BookmarkSubscribeRSS Feed
🔒 This topic is solved and locked. Need further help from the community? Please sign in and ask a new question.
SixUnder
Obsidian | Level 7

Ok, i have to create a .csv file that will list incomes for women in list format from 10-20k, 20k-30k and so on until 100k or more. It is in two columns, one is full time and the other is part time. Their wages are random entries in the cells. How would you incorporate this design? Or better yet how would you write out the code for this project?

 

Release: 3.5 (Enterprise Edition) of SAS

 

Write a SAS® program to access the Microsoft®Excel®spreadsheet and select the approximately 20 observations for the total population estimate of females that worked full-time and year-round.

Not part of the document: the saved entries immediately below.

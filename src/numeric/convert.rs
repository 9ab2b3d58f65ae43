// ============================================================================
// Conversions
// Foreign numeric types accepted wherever a Dec operand is expected
// ============================================================================

use super::dec::Dec;
use super::errors::{NumericError, NumericResult};
use num_bigint::BigInt;
use num_traits::ToPrimitive;
use rust_decimal::Decimal;
use std::borrow::Cow;

/// A value usable as the right-hand side of `Dec` arithmetic and comparison.
///
/// Every mixed operation converts its operand through this trait and then
/// runs the one `Dec`-by-`Dec` implementation, so `x + 2.0` means
/// `x + Dec::from_f64(2.0)`.
pub trait DecOperand {
    /// Convert to a `Dec`, borrowing when the operand already is one.
    ///
    /// # Errors
    /// Returns `NonFinite` for NaN and infinite floats.
    fn to_dec(&self) -> NumericResult<Cow<'_, Dec>>;
}

impl DecOperand for Dec {
    #[inline]
    fn to_dec(&self) -> NumericResult<Cow<'_, Dec>> {
        Ok(Cow::Borrowed(self))
    }
}

impl<T: DecOperand + ?Sized> DecOperand for &T {
    #[inline]
    fn to_dec(&self) -> NumericResult<Cow<'_, Dec>> {
        (**self).to_dec()
    }
}

impl DecOperand for i32 {
    #[inline]
    fn to_dec(&self) -> NumericResult<Cow<'_, Dec>> {
        Ok(Cow::Owned(Dec::from_i32(*self)))
    }
}

impl DecOperand for i64 {
    #[inline]
    fn to_dec(&self) -> NumericResult<Cow<'_, Dec>> {
        Ok(Cow::Owned(Dec::from_i64(*self)))
    }
}

impl DecOperand for u64 {
    #[inline]
    fn to_dec(&self) -> NumericResult<Cow<'_, Dec>> {
        Ok(Cow::Owned(Dec::from(*self)))
    }
}

impl DecOperand for f64 {
    #[inline]
    fn to_dec(&self) -> NumericResult<Cow<'_, Dec>> {
        Dec::from_f64(*self).map(Cow::Owned)
    }
}

impl DecOperand for Decimal {
    #[inline]
    fn to_dec(&self) -> NumericResult<Cow<'_, Dec>> {
        Ok(Cow::Owned(Dec::from(*self)))
    }
}

/// Convert an operand for an infallible operator.
///
/// # Panics
/// Panics if the operand is a non-finite float.
pub(crate) fn operand<T: DecOperand + ?Sized>(value: &T) -> Cow<'_, Dec> {
    value
        .to_dec()
        .expect("Dec operand must be a finite number")
}

// ============================================================================
// From / TryFrom
// ============================================================================

impl From<i32> for Dec {
    #[inline]
    fn from(value: i32) -> Self {
        Dec::from_i32(value)
    }
}

impl From<i64> for Dec {
    #[inline]
    fn from(value: i64) -> Self {
        Dec::from_i64(value)
    }
}

impl From<u64> for Dec {
    #[inline]
    fn from(value: u64) -> Self {
        Dec::new(value, 0)
    }
}

impl From<BigInt> for Dec {
    #[inline]
    fn from(value: BigInt) -> Self {
        Dec::new(value, 0)
    }
}

impl From<Decimal> for Dec {
    /// Exact: a `Decimal` is a 96-bit mantissa with a scale of at most 28.
    fn from(value: Decimal) -> Self {
        Dec::new(value.mantissa(), i64::from(value.scale()))
    }
}

impl TryFrom<f64> for Dec {
    type Error = NumericError;

    #[inline]
    fn try_from(value: f64) -> Result<Self, Self::Error> {
        Dec::from_f64(value)
    }
}

impl TryFrom<&Dec> for Decimal {
    type Error = NumericError;

    /// Exact conversion into a `rust_decimal::Decimal`.
    ///
    /// # Errors
    /// Returns `OutOfRange` when the value needs more than 28 fractional
    /// digits or a mantissa wider than 96 bits.
    fn try_from(value: &Dec) -> Result<Self, Self::Error> {
        let normalized = value.normalized();
        let (mantissa, scale) = if normalized.scale() < 0 {
            let widened = normalized.coefficient()
                * super::context::pow10(normalized.scale().unsigned_abs());
            (widened, 0)
        } else {
            (normalized.coefficient().clone(), normalized.scale())
        };

        let mantissa = mantissa.to_i128().ok_or(NumericError::OutOfRange)?;
        let scale = u32::try_from(scale).map_err(|_| NumericError::OutOfRange)?;
        Decimal::try_from_i128_with_scale(mantissa, scale).map_err(|_| NumericError::OutOfRange)
    }
}

impl TryFrom<Dec> for Decimal {
    type Error = NumericError;

    #[inline]
    fn try_from(value: Dec) -> Result<Self, Self::Error> {
        Decimal::try_from(&value)
    }
}

#[cfg(test)]
mod tests {
    use super::*;

    #[test]
    fn test_integer_operands() {
        assert_eq!(17i32.to_dec().unwrap().to_string(), "17.0");
        assert_eq!(17i64.to_dec().unwrap().to_string(), "17.0");
        assert_eq!(u64::MAX.to_dec().unwrap().to_string(), "18446744073709551615.0");
    }

    #[test]
    fn test_float_operand() {
        assert_eq!(17.0f64.to_dec().unwrap().to_string(), "17.0");
        assert_eq!(f64::NAN.to_dec(), Err(NumericError::NonFinite));
    }

    #[test]
    fn test_dec_operand_borrows() {
        let x: Dec = "17.000".parse().unwrap();
        assert!(matches!(x.to_dec().unwrap(), Cow::Borrowed(_)));
        assert!(matches!((&x).to_dec().unwrap(), Cow::Borrowed(_)));
    }

    #[test]
    fn test_from_decimal() {
        let d = Decimal::new(12345, 2); // 123.45
        let x = Dec::from(d);
        assert_eq!(x.coefficient(), &BigInt::from(12345));
        assert_eq!(x.scale(), 2);
        assert_eq!(x.to_string(), "123.45");

        let negative = Dec::from(Decimal::new(-7, 0));
        assert_eq!(negative, -7);
    }

    #[test]
    fn test_to_decimal() {
        let x: Dec = "123.456".parse().unwrap();
        let d = Decimal::try_from(&x).unwrap();
        assert_eq!(d.to_string(), "123.456");

        let wide: Dec = "1.5e3".parse().unwrap();
        assert_eq!(Decimal::try_from(wide).unwrap(), Decimal::new(1500, 0));
    }

    #[test]
    fn test_to_decimal_out_of_range() {
        let tiny: Dec = "1e-40".parse().unwrap();
        assert_eq!(Decimal::try_from(&tiny), Err(NumericError::OutOfRange));

        let huge: Dec = "1e40".parse().unwrap();
        assert_eq!(Decimal::try_from(&huge), Err(NumericError::OutOfRange));
    }

    #[test]
    fn test_try_from_f64() {
        assert_eq!(Dec::try_from(2.5).unwrap().to_string(), "2.5");
        assert_eq!(Dec::try_from(f64::INFINITY), Err(NumericError::NonFinite));
    }

    #[test]
    #[should_panic(expected = "finite number")]
    fn test_operand_panics_on_nan() {
        let _ = operand(&f64::NAN);
    }
}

Create a variable that contains the maximum earning in the Microsoft® Excel® spreadsheet Column A labels. As an example, for label $2,500 to $4,999, the variable would include value 4,999. This is in addition to the variable that contains the associated population number.

Store this data in a raw data file. Sort the data from highest amount earned to lowest amount earned. Store this sorted data in a second raw data file. Perform another sort to order the data from highest population number to lowest population number. Store this sorted data in a third raw data file. Keep the two related data variables associated so that after each sort the amount earned is associated with the population number or the number of people that earned that amount.

1 ACCEPTED SOLUTION

Accepted Solutions
SixUnder
Obsidian | Level 7
Data Calculation;
infile '.csv' DSD Missover firstobs=2;
Input Gender $ Wages_Low Wages_High Estimated Max_Earnings;

Proc Print Data=Calculation;
run;


then a program for sort 2


Data Calculation;
infile '.csv' DSD Missover firstobs=2;
Input Gender $ Wages_Low Wages_High Estimated Max_Earnings;

Proc Sort Data=Calculation Out=Sort2;
By Descending Max_Earnings;
Run;

and sort 3...


Data Calculation;
infile '.csv' DSD Missover firstobs=2;
Input Gender $ Salary_Low Salary_High Estimate Max_Earnings;

Proc Sort Data=Calculation Out=Sort3;
Key Estimated / descending;
Run;


Would that make 3 tables, showing the requested information?


If i make my excel file like this...


Gender- Salary Low End- Salary High End- Esitmates- Maximum Earnings

female            1                    1                        1                       1

female           5                    7                         6                        8


etc. down to the 20 requested


Will that work?

View solution in original post

23 REPLIES 23
mkeintz
PROC Star

@SixUnder wrote:

...  How would you incorporate this design? Or better yet how would you write out the code for this project?

 

How much credit for this homework?

--------------------------
The hash OUTPUT method will overwrite a SAS data set, but not append. That can be costly. Consider voting for Add a HASH object method which would append a hash object to an existing SAS data set

Would enabling PROC SORT to simultaneously output multiple datasets be useful? Then vote for
Allow PROC SORT to output multiple datasets

--------------------------
SixUnder
Obsidian | Level 7

I asked for approaches, not the answers. As in pseudocode, or a layout. Perhaps my lingo is not as special as the rest of people who work with SAS everyday, I could of written in different. I am trying to understand and the learn the concepts, and the syntax in a short time frame. Please no trolling.

mkeintz
PROC Star

I appreciate your earnestness.  What strategies have you contemplated?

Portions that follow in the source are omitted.